Essa apreciação é muito limitada e perde de vista a perspectiva dos últimos anos no Brasil. A vitória de Lula foi, ainda que parcialmente, uma derrota imposta pela população contra o golpe de Estado. O que quer dizer que não é apenas um problema dos quatro anos de Bolsonaro. É uma política que diz respeito aos quase sete anos de golpe de Estado no Brasil.

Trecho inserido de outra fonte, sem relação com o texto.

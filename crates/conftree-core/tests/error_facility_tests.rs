use conftree_core::errors::{ConfigError, ExError, ExErrorKind};

#[test]
fn test_stale_version_verifiable_by_kind() {
    let err = ConfigError::StaleVersion {
        path: "G/A/cfg/1/db/host".to_string(),
        expected: "3".to_string(),
        actual: "4".to_string(),
    };

    let ex_err: ExError = err.into();

    assert_eq!(ex_err.kind(), ExErrorKind::StaleVersion);
    assert_eq!(ex_err.code(), "ERR_STALE_VERSION");
    assert_eq!(ex_err.node_path(), Some("G/A/cfg/1/db/host"));
    assert!(ex_err.message().contains("expected 3"));
}

#[test]
fn test_batch_errors_carry_validation_op() {
    let err = ConfigError::BatchConsistency {
        field: "group".to_string(),
        expected: "G".to_string(),
        actual: "H".to_string(),
    };

    let ex_err: ExError = err.into();

    assert_eq!(ex_err.kind(), ExErrorKind::BatchConsistency);
    assert_eq!(ex_err.op(), Some("validate_batch"));
    assert_eq!(ex_err.node_path(), None);
}

#[test]
fn test_missing_field_is_configuration_error() {
    let ex_err: ExError = ConfigError::missing_field("description").into();
    assert_eq!(ex_err.kind(), ExErrorKind::Configuration);
    assert!(ex_err.message().contains("'description'"));
}

#[test]
fn test_error_kind_code_mapping() {
    // Each kind has a stable, unique code
    let kinds = vec![
        (ExErrorKind::InvalidName, "ERR_INVALID_NAME"),
        (ExErrorKind::NodeState, "ERR_NODE_STATE"),
        (ExErrorKind::Configuration, "ERR_CONFIGURATION"),
        (ExErrorKind::BatchConsistency, "ERR_BATCH_CONSISTENCY"),
        (ExErrorKind::IncompatibleVersion, "ERR_INCOMPATIBLE_VERSION"),
        (ExErrorKind::AlreadyExists, "ERR_ALREADY_EXISTS"),
        (ExErrorKind::NotFound, "ERR_NOT_FOUND"),
        (ExErrorKind::StaleVersion, "ERR_STALE_VERSION"),
        (ExErrorKind::Persistence, "ERR_PERSISTENCE"),
        (ExErrorKind::ValueParse, "ERR_VALUE_PARSE"),
    ];

    let mut seen = std::collections::HashSet::new();
    for (kind, expected_code) in kinds {
        assert_eq!(kind.code(), expected_code);
        assert!(seen.insert(expected_code));
    }
}

#[test]
fn test_display_includes_context() {
    let ex_err = ExError::new(ExErrorKind::NotFound)
        .with_op("apply_batch")
        .with_config_name("cfg")
        .with_message("Node not found: cfg.db.x");

    let rendered = ex_err.to_string();
    assert!(rendered.contains("ERR_NOT_FOUND"));
    assert!(rendered.contains("apply_batch"));
    assert!(rendered.contains("cfg"));
}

A burguesia brasileira, subordinada ao imperialismo, derrubou o governo do PT em 2016 para colocar em prática uma política de devastação. Para isso, foi implementada uma ditadura judicial que resultou na prisão de Lula; a extrema-direita foi colocada nas ruas para atacar os movimentos e organizações de esquerda e Bolsonaro foi eleito como resultado dessa política.
Mas Bolsonaro é antes uma manifestação da falência do golpe do que propriamente o ápice da política golpista. Sua eleição, embora seja a continuidade do golpe, não era o ideal para os setores majoritários da burguesia.
Governo “social-liberal”
Jones Manoel continua o vídeo fazendo uma caracterização do petismo:
“O petismo é hoje majoritariamente uma força política social-liberal capaz de fazer políticas públicas, mas totalmente integrada ao modelo econômico e ao modelo de governança política e ao regime político sem nenhuma intenção reformista”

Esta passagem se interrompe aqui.